### Excerpted data

use super::{ChainError, ChainService, RateGate, TokenBalance, Transfer, scale_token_amount};
use async_trait::async_trait;
use paywatch_sdk::objects::ChainType;
use std::time::Duration;
use tracing::{debug, warn};

/// TRC-20 USDT client backed by the public TronScan API.
pub struct TronScanClient {
    api_key: Option<String>,
    http_client: reqwest::Client,
    gate: RateGate,
}

impl TronScanClient {
    const TRANSFERS_URL: &str = "https://apilist.tronscanapi.com/api/transfer/trc20";
    const TOKENS_URL: &str = "https://apilist.tronscanapi.com/api/account/tokens";
    pub const USDT_CONTRACT: &str = "TR7NHqjeKQxGTCi8q8ZY4pL8otSzgjLj6t";
    const USDT_DECIMALS: u32 = 6;

    pub fn new(api_key: Option<String>) -> Self {
        Self {
            api_key,
            http_client: reqwest::Client::builder()
                .timeout(Duration::from_secs(30))
                .build()
                .unwrap_or_else(|_| reqwest::Client::new()),
            gate: RateGate::new(Duration::from_millis(200)),
        }
    }

    fn get(&self, url: &str) -> reqwest::RequestBuilder {
        let request = self.http_client.get(url);
        match &self.api_key {
            Some(key) => request.header("TRON-PRO-API-KEY", key),
            None => request,
        }
    }

    async fn send(&self, request: reqwest::RequestBuilder) -> Result<reqwest::Response, ChainError> {
        self.gate.wait().await;
        let response = request.send().await?;
        if response.status() == reqwest::StatusCode::TOO_MANY_REQUESTS {
            return Err(ChainError::RateLimited {
                retry_after_secs: 5,
            });
        }
        if !response.status().is_success() {
            return Err(ChainError::Api {
                message: format!("TronScan returned status {}", response.status()),
            });
        }
        Ok(response)
    }

    /// Keep successful transfers into `address` and normalize their amounts.
    /// An item that cannot be parsed is logged and dropped.
    fn collect_incoming(address: &str, items: Vec<TronScanTransfer>) -> Vec<Transfer> {
        items
            .into_iter()
            .filter(|item| item.to == address && item.contract_ret == "SUCCESS")
            .filter_map(|item| {
                let decimals = item.decimals.unwrap_or(Self::USDT_DECIMALS);
                let amount = match scale_token_amount(&item.amount, decimals) {
                    Ok(amount) => amount,
                    Err(e) => {
                        warn!(tx_hash = %item.hash, error = %e, "Skipping malformed TRC-20 transfer");
                        return None;
                    }
                };
                Some(Transfer {
                    amount,
                    hash: item.hash,
                    from: item.from,
                    to: item.to,
                    block_timestamp_ms: item.block_timestamp,
                    confirmations: u64::from(item.confirmed),
                    status: item.contract_ret,
                    contract_address: Self::USDT_CONTRACT.to_string(),
                })
            })
            .collect()
    }
}

#[async_trait]
impl ChainService for TronScanClient {
    fn chain_type(&self) -> ChainType {
        ChainType::Trc20
    }

    fn validate_address(&self, address: &str) -> bool {
        address.len() == 34
            && address.starts_with('T')
            && address.chars().all(|c| c.is_ascii_alphanumeric())
    }

    async fn get_transactions(
        &self,
        address: &str,
        start_ms: i64,
        end_ms: i64,
    ) -> Result<Vec<Transfer>, ChainError> {
        let request = self.get(Self::TRANSFERS_URL).query(&[
            ("sort", "-timestamp"),
            ("limit", "50"),
            ("start", "0"),
            ("direction", "2"),
            ("db_version", "1"),
            ("trc20Id", Self::USDT_CONTRACT),
            ("address", address),
            ("start_timestamp", start_ms.to_string().as_str()),
            ("end_timestamp", end_ms.to_string().as_str()),
        ]);
        let response: TronScanTransfersResponse = self.send(request).await?.json().await?;
        debug!(
            address = %address,
            fetched = response.data.len(),
            "Fetched TRC-20 transfers"
        );
        Ok(Self::collect_incoming(address, response.data))
    }

    async fn get_token_balance(&self, address: &str) -> Result<TokenBalance, ChainError> {
        let request = self.get(Self::TOKENS_URL).query(&[("address", address)]);
        let response: TronScanTokensResponse = self.send(request).await?.json().await?;
        if !response.success {
            return Err(ChainError::Api {
                message: "TronScan account/tokens returned success=false".to_string(),
            });
        }
        let primary = match response
            .data
            .iter()
            .find(|token| token.token_id == Self::USDT_CONTRACT && token.token_type == "trc20")
        {
            Some(token) => scale_token_amount(
                &token.balance,
                token.token_decimal.unwrap_or(Self::USDT_DECIMALS),
            )?,
            None => rust_decimal::Decimal::ZERO,
        };
        Ok(TokenBalance {
            primary,
            secondary: rust_decimal::Decimal::ZERO,
        })
    }
}

#[derive(Debug, serde::Deserialize)]
struct TronScanTransfersResponse {
    #[serde(default)]
    data: Vec<TronScanTransfer>,
}

#[derive(Debug, serde::Deserialize)]
struct TronScanTransfer {
    hash: String,
    from: String,
    to: String,
    amount: String,
    block_timestamp: i64,
    #[serde(default)]
    confirmed: bool,
    #[serde(default)]
    contract_ret: String,
    #[serde(default)]
    decimals: Option<u32>,
}

#[derive(Debug, serde::Deserialize)]
struct TronScanTokensResponse {
    #[serde(default)]
    data: Vec<TronScanToken>,
    #[serde(default)]
    success: bool,
}

#[derive(Debug, serde::Deserialize)]
#[serde(rename_all = "camelCase")]
struct TronScanToken {
    token_id: String,
    #[serde(default)]
    token_type: String,
    #[serde(default)]
    balance: String,
    #[serde(default)]
    token_decimal: Option<u32>,
}

#[cfg(test)]
mod tests {
    use super::*;
    use rust_decimal::Decimal;
    use std::str::FromStr;

    const WALLET: &str = "TQn9Y2khEsLJW1ChVWFMSMeRDow5KcbLSE";

    #[test]
    fn test_collect_incoming_filters_and_scales() {
        let json = format!(
            r#"{{"data": [
                {{"hash": "h1", "from": "TFrom", "to": "{WALLET}", "amount": "15625000",
                  "block_timestamp": 1700000000000, "confirmed": true, "contract_ret": "SUCCESS", "decimals": 6}},
                {{"hash": "h2", "from": "TFrom", "to": "{WALLET}", "amount": "1000000",
                  "block_timestamp": 1700000000000, "contract_ret": "REVERT"}},
                {{"hash": "h3", "from": "{WALLET}", "to": "TOther", "amount": "1000000",
                  "block_timestamp": 1700000000000, "contract_ret": "SUCCESS"}}
            ]}}"#
        );
        let response: TronScanTransfersResponse = serde_json::from_str(&json).unwrap();
        let transfers = TronScanClient::collect_incoming(WALLET, response.data);
        assert_eq!(transfers.len(), 1);
        assert_eq!(transfers[0].hash, "h1");
        assert_eq!(transfers[0].amount, Decimal::from_str("15.625").unwrap());
        assert_eq!(transfers[0].confirmations, 1);
    }

    #[test]
    fn test_malformed_item_does_not_drop_the_batch() {
        let json = format!(
            r#"{{"data": [
                {{"hash": "broken", "from": "TFrom", "to": "{WALLET}", "amount": "",
                  "block_timestamp": 1700000000000, "contract_ret": "SUCCESS"}},
                {{"hash": "good", "from": "TFrom", "to": "{WALLET}", "amount": "2500000",
                  "block_timestamp": 1700000000000, "contract_ret": "SUCCESS"}}
            ]}}"#
        );
        let response: TronScanTransfersResponse = serde_json::from_str(&json).unwrap();
        let transfers = TronScanClient::collect_incoming(WALLET, response.data);
        assert_eq!(transfers.len(), 1);
        assert_eq!(transfers[0].hash, "good");
        assert_eq!(transfers[0].amount, Decimal::from_str("2.5").unwrap());
    }

    #[test]
    fn test_validate_address() {
        let client = TronScanClient::new(None);
        assert!(client.validate_address(WALLET));
        assert!(!client.validate_address("0xdac17f958d2ee523a2206206994597c13d831ec7"));
        assert!(!client.validate_address("TShort"));
    }
}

### What to produce
Write out each line above containing "const".

### Completed exercise
    const TRANSFERS_URL: &str = "https://apilist.tronscanapi.com/api/transfer/trc20";
    const TOKENS_URL: &str = "https://apilist.tronscanapi.com/api/account/tokens";
    pub const USDT_CONTRACT: &str = "TR7NHqjeKQxGTCi8q8ZY4pL8otSzgjLj6t";
    const USDT_DECIMALS: u32 = 6;
    const WALLET: &str = "TQn9Y2khEsLJW1ChVWFMSMeRDow5KcbLSE";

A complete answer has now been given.